According to Forbes, the new capability is available on some of the best Android phones and iOS devices. It's optional, which means you can choose to add the feature to your Alexa-enabled device such as the Amazon Echo Dot (4th Gen).
The new accessibility feature might solve one of the lingering issues with digital assistants. For example, it can prove useful for those moments when Alexa suddenly interrupts your statement even before you could finish it because you simply stuttered.
Google launched a similar accessibility effort for Assistant in early 2019 with the introduction of Project Euphonia, which aimed to improve speech recognition software for people with speech impairment. That initiative entailed collecting massive amounts of voice data from people with impaired speech in order to address the issue of AI bias in Assistant caused by a lack of training data.

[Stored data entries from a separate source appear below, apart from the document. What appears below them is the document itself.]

impl<'a> Lexer<'a> {
    pub fn new(text: &'a str, rules: &'static LexerRules) -> Self {
        Self {
            text,
            rules,
            byte: 0,
            offset: 0,
            modes: Vec::new(),
        }
    }

    fn rest(&self) -> &'a str {
        &self.text[self.byte..]
    }

    fn peek(&self) -> Option<char> {
        self.rest().chars().next()
    }

    fn peek_nth(&self, n: usize) -> Option<char> {
        self.rest().chars().nth(n)
    }

    fn bump(&mut self) -> Option<char> {
        let ch = self.peek()?;
        self.byte += ch.len_utf8();
        self.offset += 1;
        Some(ch)
    }

    fn bump_n(&mut self, n: usize) {
        for _ in 0..n {
            self.bump();
        }
    }

    fn eat_while(&mut self, mut pred: impl FnMut(char) -> bool) {
        while self.peek().is_some_and(&mut pred) {
            self.bump();
        }
    }

    fn is_ident_start(&self, ch: char) -> bool {
        ch.is_alphabetic() || ch == '_' || (self.rules.dollar_identifiers && ch == '$')
    }

    fn code_token(&mut self, start_byte: usize) -> TokenKind {
        let Some(ch) = self.bump() else {
            return TokenKind::BadCharacter;
        };

        match ch {
            c if c.is_whitespace() => {
                self.eat_while(char::is_whitespace);
                TokenKind::Whitespace
            },
            '#' if self.rules.shebang && start_byte == 0 && self.peek() == Some('!') => {
                self.eat_while(|c| c != '\n');
                TokenKind::Shebang
            },
            '/' if self.peek() == Some('/') => {
                self.eat_while(|c| c != '\n');
                TokenKind::LineComment
            },
            '/' if self.peek() == Some('*') => self.block_comment(),
            '"' => {
                let raw = self.rules.raw_strings && self.rest().starts_with("\"\"");
                if raw {
                    self.bump_n(2);
                }
                self.modes.push(Mode::String { raw });
                self.string_part(raw, start_byte)
                    .unwrap_or(TokenKind::StringLiteral)
            },
            '\'' => self.char_literal(),
            '`' if self.rules.backtick_identifiers => {
                self.eat_while(|c| c != '`' && c != '\n');
                if self.peek() == Some('`') {
                    self.bump();
                }
                TokenKind::Identifier
            },
            c if c.is_ascii_digit() => self.number(c),
            '.' if self.peek().is_some_and(|c| c.is_ascii_digit()) => self.number('.'),
            c if self.is_ident_start(c) => {
                let dollar = self.rules.dollar_identifiers;
                self.eat_while(|c| c.is_alphanumeric() || c == '_' || (dollar && c == '$'));
                let word = &self.text[start_byte..self.byte];
                if self.rules.keywords.contains(&word) {
                    TokenKind::Keyword
                } else {
                    TokenKind::Identifier
                }
            },
            '(' => TokenKind::LParen,
            ')' => TokenKind::RParen,
            '[' => TokenKind::LBracket,
            ']' => TokenKind::RBracket,
            ';' => TokenKind::Semicolon,
            ',' => TokenKind::Comma,
            '@' => TokenKind::At,
            '{' => {
                if let Some(Mode::Template { depth }) = self.modes.last_mut() {
                    *depth += 1;
                }
                TokenKind::LBrace
            },
            '}' => match self.modes.last_mut() {
                Some(Mode::Template { depth: 0 }) => {
                    self.modes.pop();
                    TokenKind::TemplateEntry
                },
                Some(Mode::Template { depth }) => {
                    *depth -= 1;
                    TokenKind::RBrace
                },
                _ => TokenKind::RBrace,
            },
            c => self.operator(c, start_byte),
        }
    }

    fn operator(&mut self, first: char, start_byte: usize) -> TokenKind {
        let source = &self.text[start_byte..];
        let longest = self
            .rules
            .operators
            .iter()
            .filter(|op| source.starts_with(**op))
            .max_by_key(|op| op.len());

        match (longest, first) {
            (Some(op), _) => {
                self.bump_n(op.chars().count() - 1);
                TokenKind::Operator
            },
            (None, ':') => TokenKind::Colon,
            (None, '.') => TokenKind::Dot,
            (None, _) => TokenKind::BadCharacter,
        }
    }

    fn block_comment(&mut self) -> TokenKind {
        // Opening `/` is consumed, `*` is next
        self.bump();
        let doc = self.peek() == Some('*') && self.peek_nth(1) != Some('/');
        let mut depth = 1;
        while depth > 0 {
            if self.rest().starts_with("*/") {
                self.bump_n(2);
                depth -= 1;
            } else if self.rules.nested_comments && self.rest().starts_with("/*") {
                self.bump_n(2);
                depth += 1;
            } else if self.bump().is_none() {
                break;
            }
        }
        if doc {
            TokenKind::DocComment
        } else {
            TokenKind::BlockComment
        }
    }

    fn char_literal(&mut self) -> TokenKind {
        while let Some(ch) = self.peek() {
            match ch {
                '\n' => break,
                '\\' => {
                    self.bump();
                    if self.peek().is_some_and(|c| c != '\n') {
                        self.bump();
                    }
                },
                '\'' => {
                    self.bump();
                    break;
                },
                _ => {
                    self.bump();
                },
            }
        }
        TokenKind::CharLiteral
    }

    fn number(&mut self, first: char) -> TokenKind {
        let digits = |c: char| c.is_ascii_digit() || c == '_';
        let mut float = first == '.';

        if first == '0' && matches!(self.peek(), Some('x' | 'X')) {
            self.bump();
            self.eat_while(|c| c.is_ascii_hexdigit() || c == '_');
        } else if first == '0' && matches!(self.peek(), Some('b' | 'B')) {
            self.bump();
            self.eat_while(|c| matches!(c, '0' | '1' | '_'));
        } else {
            self.eat_while(digits);
            if !float
                && self.peek() == Some('.')
                && self.peek_nth(1).is_some_and(|c| c.is_ascii_digit())
            {
                self.bump();
                float = true;
                self.eat_while(digits);
            }
            if matches!(self.peek(), Some('e' | 'E')) {
                let exponent = match self.peek_nth(1) {
                    Some('+' | '-') => self.peek_nth(2).is_some_and(|c| c.is_ascii_digit()),
                    Some(c) => c.is_ascii_digit(),
                    None => false,
                };
                if exponent {
                    self.bump_n(2);
                    self.eat_while(digits);
                    float = true;
                }
            }
            if matches!(self.peek(), Some('f' | 'F' | 'd' | 'D')) {
                self.bump();
                float = true;
            }
        }

        if matches!(self.peek(), Some('u' | 'U')) {
            self.bump();
        }
        if matches!(self.peek(), Some('l' | 'L')) {
            self.bump();
        }

        if float {
            TokenKind::FloatLiteral
        } else {
            TokenKind::IntegerLiteral
        }
    }

    /// Scan string contents up to the closing quote or the next template
    /// entry. Returns `None` when the string ends before anything was
    /// consumed; the string mode is popped either way.
    fn string_part(&mut self, raw: bool, start_byte: usize) -> Option<TokenKind> {
        loop {
            let progressed = self.byte > start_byte;
            match self.peek() {
                None => {
                    self.modes.pop();
                    return progressed.then_some(TokenKind::StringLiteral);
                },
                Some('"') if raw => {
                    if self.rest().starts_with("\"\"\"") {
                        while self.rest().starts_with("\"\"\"\"") {
                            self.bump();
                        }
                        self.bump_n(3);
                        self.modes.pop();
                        return Some(TokenKind::StringLiteral);
                    }
                    self.bump();
                },
                Some('"') => {
                    self.bump();
                    self.modes.pop();
                    return Some(TokenKind::StringLiteral);
                },
                Some('\n') if !raw => {
                    self.modes.pop();
                    return progressed.then_some(TokenKind::StringLiteral);
                },
                Some('\\') if !raw => {
                    self.bump();
                    if self.peek().is_some_and(|c| c != '\n') {
                        self.bump();
                    }
                },
                Some('$') if self.rules.string_templates => {
                    let next = self.peek_nth(1);
                    let entry = next == Some('{') || next.is_some_and(|c| c.is_alphabetic() || c == '_');
                    if !entry {
                        self.bump();
                        continue;
                    }
                    if progressed {
                        return Some(TokenKind::StringLiteral);
                    }
                    self.bump();
                    if next == Some('{') {
                        self.bump();
                        self.modes.push(Mode::Template { depth: 0 });
                    } else {
                        self.eat_while(|c| c.is_alphanumeric() || c == '_');
                    }
                    return Some(TokenKind::TemplateEntry);
                },
                Some(_) => {
                    self.bump();
                },
            }
        }
    }
}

Amazon's solution, on the other hand, is designed to make Alexa allow you to take more time to finish your sentence. You can turn the functionality on by going to the Device Settings page in the Alexa app.
Alexa is also introducing a new feature that allows you to type your command or query directly into the Alexa app on Android. According to The Verge, the feature was first released on iOS last year and is now in public preview for Android users in the United States.
Aside from accessibility, the new Android feature gives you more flexibility in how you use Alexa, especially in places where silence is required.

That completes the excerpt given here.